TRY IT:
Transcribe the data in full; each line must match exactly.

(DATA TO USE begins)

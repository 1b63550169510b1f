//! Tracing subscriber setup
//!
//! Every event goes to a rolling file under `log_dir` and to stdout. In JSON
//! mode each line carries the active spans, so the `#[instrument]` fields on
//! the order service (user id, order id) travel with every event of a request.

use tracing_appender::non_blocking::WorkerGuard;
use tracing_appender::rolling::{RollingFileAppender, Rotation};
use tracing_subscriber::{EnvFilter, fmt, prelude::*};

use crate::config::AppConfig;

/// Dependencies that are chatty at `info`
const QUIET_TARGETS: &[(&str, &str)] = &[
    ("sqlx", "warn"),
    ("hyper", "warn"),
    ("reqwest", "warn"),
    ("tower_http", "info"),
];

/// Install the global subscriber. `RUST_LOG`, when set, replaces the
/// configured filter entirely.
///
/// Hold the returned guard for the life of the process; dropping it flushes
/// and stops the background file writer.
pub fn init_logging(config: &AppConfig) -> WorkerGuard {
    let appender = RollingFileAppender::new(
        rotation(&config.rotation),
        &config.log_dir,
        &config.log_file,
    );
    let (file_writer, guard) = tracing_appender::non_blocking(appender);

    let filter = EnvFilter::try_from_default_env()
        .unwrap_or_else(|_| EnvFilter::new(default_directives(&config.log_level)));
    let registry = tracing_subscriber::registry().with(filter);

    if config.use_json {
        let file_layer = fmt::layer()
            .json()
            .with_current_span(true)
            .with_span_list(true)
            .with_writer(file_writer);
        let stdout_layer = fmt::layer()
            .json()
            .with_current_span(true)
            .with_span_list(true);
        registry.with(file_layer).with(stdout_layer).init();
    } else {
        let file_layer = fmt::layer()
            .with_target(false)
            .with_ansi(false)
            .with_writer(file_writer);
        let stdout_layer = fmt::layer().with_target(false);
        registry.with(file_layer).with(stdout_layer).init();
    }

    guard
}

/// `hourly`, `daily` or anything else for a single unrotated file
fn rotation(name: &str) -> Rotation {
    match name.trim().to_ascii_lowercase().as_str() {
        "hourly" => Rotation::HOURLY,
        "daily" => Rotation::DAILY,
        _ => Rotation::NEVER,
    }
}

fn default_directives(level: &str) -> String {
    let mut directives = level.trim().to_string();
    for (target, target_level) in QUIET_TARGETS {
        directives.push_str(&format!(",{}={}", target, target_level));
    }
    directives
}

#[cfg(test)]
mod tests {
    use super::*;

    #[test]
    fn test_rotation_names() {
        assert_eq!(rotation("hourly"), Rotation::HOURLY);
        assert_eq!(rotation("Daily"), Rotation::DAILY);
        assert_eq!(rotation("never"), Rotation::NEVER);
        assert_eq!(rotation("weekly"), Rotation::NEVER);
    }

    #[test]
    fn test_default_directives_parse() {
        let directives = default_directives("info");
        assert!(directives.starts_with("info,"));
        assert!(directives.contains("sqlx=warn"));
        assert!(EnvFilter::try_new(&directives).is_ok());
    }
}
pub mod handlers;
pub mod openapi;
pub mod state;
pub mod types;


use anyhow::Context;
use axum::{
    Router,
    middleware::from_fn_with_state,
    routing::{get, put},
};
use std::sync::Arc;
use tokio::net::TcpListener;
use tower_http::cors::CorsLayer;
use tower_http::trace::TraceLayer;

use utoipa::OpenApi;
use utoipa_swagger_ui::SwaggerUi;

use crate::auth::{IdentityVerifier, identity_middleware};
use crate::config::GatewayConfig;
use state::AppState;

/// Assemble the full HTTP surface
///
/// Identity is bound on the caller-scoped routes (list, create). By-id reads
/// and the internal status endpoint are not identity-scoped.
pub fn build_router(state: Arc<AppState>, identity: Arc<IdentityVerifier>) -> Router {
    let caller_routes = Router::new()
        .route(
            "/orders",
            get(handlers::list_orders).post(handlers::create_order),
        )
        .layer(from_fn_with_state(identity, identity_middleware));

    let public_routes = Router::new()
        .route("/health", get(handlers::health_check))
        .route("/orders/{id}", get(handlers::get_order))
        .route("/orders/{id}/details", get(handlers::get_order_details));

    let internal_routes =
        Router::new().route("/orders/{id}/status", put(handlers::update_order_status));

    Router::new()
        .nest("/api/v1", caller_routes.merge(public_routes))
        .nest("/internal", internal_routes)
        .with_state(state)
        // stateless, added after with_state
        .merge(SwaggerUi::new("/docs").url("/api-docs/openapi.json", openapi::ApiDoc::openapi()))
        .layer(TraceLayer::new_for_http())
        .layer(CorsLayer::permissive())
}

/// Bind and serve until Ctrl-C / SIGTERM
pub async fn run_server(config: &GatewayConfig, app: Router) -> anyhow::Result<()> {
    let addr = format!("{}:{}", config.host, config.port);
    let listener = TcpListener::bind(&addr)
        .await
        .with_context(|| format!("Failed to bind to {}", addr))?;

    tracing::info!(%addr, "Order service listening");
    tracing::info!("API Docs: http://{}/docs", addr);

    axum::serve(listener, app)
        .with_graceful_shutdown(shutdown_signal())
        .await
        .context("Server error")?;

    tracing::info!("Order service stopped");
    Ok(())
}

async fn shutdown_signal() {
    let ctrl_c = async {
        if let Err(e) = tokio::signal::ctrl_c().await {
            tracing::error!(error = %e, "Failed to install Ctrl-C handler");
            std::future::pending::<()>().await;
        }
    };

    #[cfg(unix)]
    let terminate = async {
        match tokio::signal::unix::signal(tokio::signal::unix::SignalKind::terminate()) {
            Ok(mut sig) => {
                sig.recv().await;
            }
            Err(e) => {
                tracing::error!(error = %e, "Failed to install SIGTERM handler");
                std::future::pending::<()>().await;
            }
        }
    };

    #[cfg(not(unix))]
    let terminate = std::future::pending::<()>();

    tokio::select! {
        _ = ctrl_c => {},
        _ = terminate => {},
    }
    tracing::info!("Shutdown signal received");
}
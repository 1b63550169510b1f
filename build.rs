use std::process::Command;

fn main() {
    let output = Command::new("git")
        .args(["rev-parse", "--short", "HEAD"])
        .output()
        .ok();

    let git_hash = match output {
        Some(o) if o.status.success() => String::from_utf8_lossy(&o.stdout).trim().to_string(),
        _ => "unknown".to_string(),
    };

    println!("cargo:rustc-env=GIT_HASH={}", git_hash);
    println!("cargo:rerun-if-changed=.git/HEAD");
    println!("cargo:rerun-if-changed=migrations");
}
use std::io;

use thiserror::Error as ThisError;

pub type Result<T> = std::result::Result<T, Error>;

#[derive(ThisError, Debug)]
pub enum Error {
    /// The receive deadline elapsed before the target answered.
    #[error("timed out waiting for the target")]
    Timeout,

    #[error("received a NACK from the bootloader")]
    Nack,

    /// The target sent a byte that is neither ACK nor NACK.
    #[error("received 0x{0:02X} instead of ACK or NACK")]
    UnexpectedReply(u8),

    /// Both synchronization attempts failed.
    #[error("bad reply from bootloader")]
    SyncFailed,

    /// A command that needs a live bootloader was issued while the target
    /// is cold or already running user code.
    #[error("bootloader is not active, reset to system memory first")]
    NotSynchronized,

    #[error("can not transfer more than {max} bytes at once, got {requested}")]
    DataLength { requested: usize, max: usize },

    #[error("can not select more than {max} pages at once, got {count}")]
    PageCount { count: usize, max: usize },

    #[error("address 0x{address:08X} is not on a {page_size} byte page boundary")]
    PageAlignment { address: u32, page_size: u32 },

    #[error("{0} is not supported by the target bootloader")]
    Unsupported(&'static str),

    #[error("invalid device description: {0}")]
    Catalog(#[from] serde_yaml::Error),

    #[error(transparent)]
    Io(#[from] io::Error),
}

(DATA TO USE ends)

RESULT OF THIS TASK:
repository 1b63550169510b1f
//! Tracing subscriber setup
//!
//! Every event goes to a rolling file under `log_dir` and to stdout. In JSON
//! mode each line carries the active spans, so the `#[instrument]` fields on
//! the order service (user id, order id) travel with every event of a request.

use tracing_appender::non_blocking::WorkerGuard;
use tracing_appender::rolling::{RollingFileAppender, Rotation};
use tracing_subscriber::{EnvFilter, fmt, prelude::*};

use crate::config::AppConfig;

/// Dependencies that are chatty at `info`
const QUIET_TARGETS: &[(&str, &str)] = &[
    ("sqlx", "warn"),
    ("hyper", "warn"),
    ("reqwest", "warn"),
    ("tower_http", "info"),
];

/// Install the global subscriber. `RUST_LOG`, when set, replaces the
/// configured filter entirely.
///
/// Hold the returned guard for the life of the process; dropping it flushes
/// and stops the background file writer.
pub fn init_logging(config: &AppConfig) -> WorkerGuard {
    let appender = RollingFileAppender::new(
        rotation(&config.rotation),
        &config.log_dir,
        &config.log_file,
    );
    let (file_writer, guard) = tracing_appender::non_blocking(appender);

    let filter = EnvFilter::try_from_default_env()
        .unwrap_or_else(|_| EnvFilter::new(default_directives(&config.log_level)));
    let registry = tracing_subscriber::registry().with(filter);

    if config.use_json {
        let file_layer = fmt::layer()
            .json()
            .with_current_span(true)
            .with_span_list(true)
            .with_writer(file_writer);
        let stdout_layer = fmt::layer()
            .json()
            .with_current_span(true)
            .with_span_list(true);
        registry.with(file_layer).with(stdout_layer).init();
    } else {
        let file_layer = fmt::layer()
            .with_target(false)
            .with_ansi(false)
            .with_writer(file_writer);
        let stdout_layer = fmt::layer().with_target(false);
        registry.with(file_layer).with(stdout_layer).init();
    }

    guard
}

/// `hourly`, `daily` or anything else for a single unrotated file
fn rotation(name: &str) -> Rotation {
    match name.trim().to_ascii_lowercase().as_str() {
        "hourly" => Rotation::HOURLY,
        "daily" => Rotation::DAILY,
        _ => Rotation::NEVER,
    }
}

fn default_directives(level: &str) -> String {
    let mut directives = level.trim().to_string();
    for (target, target_level) in QUIET_TARGETS {
        directives.push_str(&format!(",{}={}", target, target_level));
    }
    directives
}

#[cfg(test)]
mod tests {
    use super::*;

    #[test]
    fn test_rotation_names() {
        assert_eq!(rotation("hourly"), Rotation::HOURLY);
        assert_eq!(rotation("Daily"), Rotation::DAILY);
        assert_eq!(rotation("never"), Rotation::NEVER);
        assert_eq!(rotation("weekly"), Rotation::NEVER);
    }

    #[test]
    fn test_default_directives_parse() {
        let directives = default_directives("info");
        assert!(directives.starts_with("info,"));
        assert!(directives.contains("sqlx=warn"));
        assert!(EnvFilter::try_new(&directives).is_ok());
    }
}
pub mod handlers;
pub mod openapi;
pub mod state;
pub mod types;


use anyhow::Context;
use axum::{
    Router,
    middleware::from_fn_with_state,
    routing::{get, put},
};
use std::sync::Arc;
use tokio::net::TcpListener;
use tower_http::cors::CorsLayer;
use tower_http::trace::TraceLayer;

use utoipa::OpenApi;
use utoipa_swagger_ui::SwaggerUi;

use crate::auth::{IdentityVerifier, identity_middleware};
use crate::config::GatewayConfig;
use state::AppState;

/// Assemble the full HTTP surface
///
/// Identity is bound on the caller-scoped routes (list, create). By-id reads
/// and the internal status endpoint are not identity-scoped.
pub fn build_router(state: Arc<AppState>, identity: Arc<IdentityVerifier>) -> Router {
    let caller_routes = Router::new()
        .route(
            "/orders",
            get(handlers::list_orders).post(handlers::create_order),
        )
        .layer(from_fn_with_state(identity, identity_middleware));

    let public_routes = Router::new()
        .route("/health", get(handlers::health_check))
        .route("/orders/{id}", get(handlers::get_order))
        .route("/orders/{id}/details", get(handlers::get_order_details));

    let internal_routes =
        Router::new().route("/orders/{id}/status", put(handlers::update_order_status));

    Router::new()
        .nest("/api/v1", caller_routes.merge(public_routes))
        .nest("/internal", internal_routes)
        .with_state(state)
        // stateless, added after with_state
        .merge(SwaggerUi::new("/docs").url("/api-docs/openapi.json", openapi::ApiDoc::openapi()))
        .layer(TraceLayer::new_for_http())
        .layer(CorsLayer::permissive())
}

/// Bind and serve until Ctrl-C / SIGTERM
pub async fn run_server(config: &GatewayConfig, app: Router) -> anyhow::Result<()> {
    let addr = format!("{}:{}", config.host, config.port);
    let listener = TcpListener::bind(&addr)
        .await
        .with_context(|| format!("Failed to bind to {}", addr))?;

    tracing::info!(%addr, "Order service listening");
    tracing::info!("API Docs: http://{}/docs", addr);

    axum::serve(listener, app)
        .with_graceful_shutdown(shutdown_signal())
        .await
        .context("Server error")?;

    tracing::info!("Order service stopped");
    Ok(())
}

async fn shutdown_signal() {
    let ctrl_c = async {
        if let Err(e) = tokio::signal::ctrl_c().await {
            tracing::error!(error = %e, "Failed to install Ctrl-C handler");
            std::future::pending::<()>().await;
        }
    };

    #[cfg(unix)]
    let terminate = async {
        match tokio::signal::unix::signal(tokio::signal::unix::SignalKind::terminate()) {
            Ok(mut sig) => {
                sig.recv().await;
            }
            Err(e) => {
                tracing::error!(error = %e, "Failed to install SIGTERM handler");
                std::future::pending::<()>().await;
            }
        }
    };

    #[cfg(not(unix))]
    let terminate = std::future::pending::<()>();

    tokio::select! {
        _ = ctrl_c => {},
        _ = terminate => {},
    }
    tracing::info!("Shutdown signal received");
}
repository 1b63550169510b1f
filename build.rs
use std::process::Command;

fn main() {
    let output = Command::new("git")
        .args(["rev-parse", "--short", "HEAD"])
        .output()
        .ok();

    let git_hash = match output {
        Some(o) if o.status.success() => String::from_utf8_lossy(&o.stdout).trim().to_string(),
        _ => "unknown".to_string(),
    };

    println!("cargo:rustc-env=GIT_HASH={}", git_hash);
    println!("cargo:rerun-if-changed=.git/HEAD");
    println!("cargo:rerun-if-changed=migrations");
}
use std::io;

use thiserror::Error as ThisError;

pub type Result<T> = std::result::Result<T, Error>;

#[derive(ThisError, Debug)]
pub enum Error {
    /// The receive deadline elapsed before the target answered.
    #[error("timed out waiting for the target")]
    Timeout,

    #[error("received a NACK from the bootloader")]
    Nack,

    /// The target sent a byte that is neither ACK nor NACK.
    #[error("received 0x{0:02X} instead of ACK or NACK")]
    UnexpectedReply(u8),

    /// Both synchronization attempts failed.
    #[error("bad reply from bootloader")]
    SyncFailed,

    /// A command that needs a live bootloader was issued while the target
    /// is cold or already running user code.
    #[error("bootloader is not active, reset to system memory first")]
    NotSynchronized,

    #[error("can not transfer more than {max} bytes at once, got {requested}")]
    DataLength { requested: usize, max: usize },

    #[error("can not select more than {max} pages at once, got {count}")]
    PageCount { count: usize, max: usize },

    #[error("address 0x{address:08X} is not on a {page_size} byte page boundary")]
    PageAlignment { address: u32, page_size: u32 },

    #[error("{0} is not supported by the target bootloader")]
    Unsupported(&'static str),

    #[error("invalid device description: {0}")]
    Catalog(#[from] serde_yaml::Error),

    #[error(transparent)]
    Io(#[from] io::Error),
}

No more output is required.